**Work task**
Your task is to copy all of the data exactly.

**Dataset**
//! Tree construction.
//!
//! A [`TreeBuilder`] allocates leaves first, combinators over them, and
//! finally seals the arena with [`build`](TreeBuilder::build). Attachment
//! sets each child's parent link; attaching a node twice is a programming
//! error and panics.

use crate::node::{Leaf, NodeId, NodeKind, Slot};
use crate::state::NodeState;
use crate::tree::Tree;

/// Factory trait for types that describe a tree shape.
///
/// The host constructs the tree once at start-up:
///
/// ```
/// use behavior_tree::{NodeId, NodeState, Tree, TreeBuilder, TreeSetup};
///
/// struct IdlePlan;
///
/// impl TreeSetup for IdlePlan {
///     fn setup(&mut self, builder: &mut TreeBuilder) -> NodeId {
///         let idle = builder.action(|| NodeState::Success);
///         builder.selector(vec![idle])
///     }
/// }
///
/// let mut tree = Tree::from_setup(&mut IdlePlan);
/// assert_eq!(tree.evaluate(), NodeState::Success);
/// ```
pub trait TreeSetup {
    /// Builds the node graph and returns its root.
    fn setup(&mut self, builder: &mut TreeBuilder) -> NodeId;
}

/// Incrementally constructs a [`Tree`]'s node arena.
#[derive(Default)]
pub struct TreeBuilder {
    kinds: Vec<NodeKind>,
    slots: Vec<Slot>,
}

impl TreeBuilder {
    pub fn new() -> Self {
        Self::default()
    }

    /// Adds a terminal effectful behavior; its state is stored verbatim.
    pub fn action(&mut self, action: impl FnMut() -> NodeState + 'static) -> NodeId {
        self.push(NodeKind::Action(Box::new(action)))
    }

    /// Adds a guard predicate: `true` → Success, `false` → Failure.
    pub fn condition(&mut self, condition: impl FnMut() -> bool + 'static) -> NodeId {
        self.push(NodeKind::Condition(Box::new(condition)))
    }

    /// Adds a user-defined leaf with blackboard access.
    pub fn leaf(&mut self, leaf: impl Leaf + 'static) -> NodeId {
        self.push(NodeKind::Custom(Box::new(leaf)))
    }

    /// Adds a selector (logical OR) over `children`, attaching them.
    ///
    /// # Panics
    ///
    /// Panics if any child already has a parent.
    pub fn selector(&mut self, children: Vec<NodeId>) -> NodeId {
        let id = self.push(NodeKind::Selector);
        self.attach(id, children);
        id
    }

    /// Adds a sequence (logical AND) over `children`, attaching them.
    ///
    /// # Panics
    ///
    /// Panics if any child already has a parent.
    pub fn sequence(&mut self, children: Vec<NodeId>) -> NodeId {
        let id = self.push(NodeKind::Sequence);
        self.attach(id, children);
        id
    }

    /// Seals the arena into a tree rooted at `root`.
    ///
    /// # Panics
    ///
    /// Panics if `root` is attached to a parent (it would not be a root).
    pub fn build(self, root: NodeId) -> Tree {
        assert!(
            self.slots[root.index()].parent.is_none(),
            "tree root must not have a parent"
        );
        Tree::from_arena(self.kinds, self.slots, root)
    }

    fn push(&mut self, kind: NodeKind) -> NodeId {
        let id = NodeId(self.kinds.len());
        self.kinds.push(kind);
        self.slots.push(Slot::new());
        id
    }

    fn attach(&mut self, parent: NodeId, children: Vec<NodeId>) {
        for child in children {
            let slot = &mut self.slots[child.index()];
            assert!(
                slot.parent.is_none(),
                "node is already attached to a parent"
            );
            slot.parent = Some(parent);
            self.slots[parent.index()].children.push(child);
        }
    }
}

impl Tree {
    /// Builds a tree from a setup factory, the one-shot construction the
    /// host performs at start-up.
    pub fn from_setup(setup: &mut impl TreeSetup) -> Self {
        let mut builder = TreeBuilder::new();
        let root = setup.setup(&mut builder);
        builder.build(root)
    }
}

#[cfg(test)]
mod tests {
    use super::*;

    #[test]
    #[should_panic(expected = "already attached")]
    fn reattaching_a_child_panics() {
        let mut builder = TreeBuilder::new();
        let leaf = builder.action(|| NodeState::Success);
        builder.selector(vec![leaf]);
        builder.sequence(vec![leaf]);
    }

    #[test]
    #[should_panic(expected = "root must not have a parent")]
    fn building_on_an_attached_root_panics() {
        let mut builder = TreeBuilder::new();
        let leaf = builder.action(|| NodeState::Success);
        builder.selector(vec![leaf]);
        builder.build(leaf);
    }

    #[test]
    fn attachment_sets_parent_links_once() {
        let mut builder = TreeBuilder::new();
        let a = builder.action(|| NodeState::Success);
        let b = builder.action(|| NodeState::Success);
        let root = builder.sequence(vec![a, b]);
        let tree = builder.build(root);

        assert_eq!(tree.parent(a), Some(root));
        assert_eq!(tree.parent(b), Some(root));
        assert_eq!(tree.parent(root), None);
        assert_eq!(tree.children(root), [a, b]);
    }
}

**Response below**
//! Tree construction.
//!
//! A [`TreeBuilder`] allocates leaves first, combinators over them, and
//! finally seals the arena with [`build`](TreeBuilder::build). Attachment
//! sets each child's parent link; attaching a node twice is a programming
//! error and panics.

use crate::node::{Leaf, NodeId, NodeKind, Slot};
use crate::state::NodeState;
use crate::tree::Tree;

/// Factory trait for types that describe a tree shape.
///
/// The host constructs the tree once at start-up:
///
/// ```
/// use behavior_tree::{NodeId, NodeState, Tree, TreeBuilder, TreeSetup};
///
/// struct IdlePlan;
///
/// impl TreeSetup for IdlePlan {
///     fn setup(&mut self, builder: &mut TreeBuilder) -> NodeId {
///         let idle = builder.action(|| NodeState::Success);
///         builder.selector(vec![idle])
///     }
/// }
///
/// let mut tree = Tree::from_setup(&mut IdlePlan);
/// assert_eq!(tree.evaluate(), NodeState::Success);
/// ```
pub trait TreeSetup {
    /// Builds the node graph and returns its root.
    fn setup(&mut self, builder: &mut TreeBuilder) -> NodeId;
}

/// Incrementally constructs a [`Tree`]'s node arena.
#[derive(Default)]
pub struct TreeBuilder {
    kinds: Vec<NodeKind>,
    slots: Vec<Slot>,
}

impl TreeBuilder {
    pub fn new() -> Self {
        Self::default()
    }

    /// Adds a terminal effectful behavior; its state is stored verbatim.
    pub fn action(&mut self, action: impl FnMut() -> NodeState + 'static) -> NodeId {
        self.push(NodeKind::Action(Box::new(action)))
    }

    /// Adds a guard predicate: `true` → Success, `false` → Failure.
    pub fn condition(&mut self, condition: impl FnMut() -> bool + 'static) -> NodeId {
        self.push(NodeKind::Condition(Box::new(condition)))
    }

    /// Adds a user-defined leaf with blackboard access.
    pub fn leaf(&mut self, leaf: impl Leaf + 'static) -> NodeId {
        self.push(NodeKind::Custom(Box::new(leaf)))
    }

    /// Adds a selector (logical OR) over `children`, attaching them.
    ///
    /// # Panics
    ///
    /// Panics if any child already has a parent.
    pub fn selector(&mut self, children: Vec<NodeId>) -> NodeId {
        let id = self.push(NodeKind::Selector);
        self.attach(id, children);
        id
    }

    /// Adds a sequence (logical AND) over `children`, attaching them.
    ///
    /// # Panics
    ///
    /// Panics if any child already has a parent.
    pub fn sequence(&mut self, children: Vec<NodeId>) -> NodeId {
        let id = self.push(NodeKind::Sequence);
        self.attach(id, children);
        id
    }

    /// Seals the arena into a tree rooted at `root`.
    ///
    /// # Panics
    ///
    /// Panics if `root` is attached to a parent (it would not be a root).
    pub fn build(self, root: NodeId) -> Tree {
        assert!(
            self.slots[root.index()].parent.is_none(),
            "tree root must not have a parent"
        );
        Tree::from_arena(self.kinds, self.slots, root)
    }

    fn push(&mut self, kind: NodeKind) -> NodeId {
        let id = NodeId(self.kinds.len());
        self.kinds.push(kind);
        self.slots.push(Slot::new());
        id
    }

    fn attach(&mut self, parent: NodeId, children: Vec<NodeId>) {
        for child in children {
            let slot = &mut self.slots[child.index()];
            assert!(
                slot.parent.is_none(),
                "node is already attached to a parent"
            );
            slot.parent = Some(parent);
            self.slots[parent.index()].children.push(child);
        }
    }
}

impl Tree {
    /// Builds a tree from a setup factory, the one-shot construction the
    /// host performs at start-up.
    pub fn from_setup(setup: &mut impl TreeSetup) -> Self {
        let mut builder = TreeBuilder::new();
        let root = setup.setup(&mut builder);
        builder.build(root)
    }
}

#[cfg(test)]
mod tests {
    use super::*;

    #[test]
    #[should_panic(expected = "already attached")]
    fn reattaching_a_child_panics() {
        let mut builder = TreeBuilder::new();
        let leaf = builder.action(|| NodeState::Success);
        builder.selector(vec![leaf]);
        builder.sequence(vec![leaf]);
    }

    #[test]
    #[should_panic(expected = "root must not have a parent")]
    fn building_on_an_attached_root_panics() {
        let mut builder = TreeBuilder::new();
        let leaf = builder.action(|| NodeState::Success);
        builder.selector(vec![leaf]);
        builder.build(leaf);
    }

    #[test]
    fn attachment_sets_parent_links_once() {
        let mut builder = TreeBuilder::new();
        let a = builder.action(|| NodeState::Success);
        let b = builder.action(|| NodeState::Success);
        let root = builder.sequence(vec![a, b]);
        let tree = builder.build(root);

        assert_eq!(tree.parent(a), Some(root));
        assert_eq!(tree.parent(b), Some(root));
        assert_eq!(tree.parent(root), None);
        assert_eq!(tree.children(root), [a, b]);
    }
}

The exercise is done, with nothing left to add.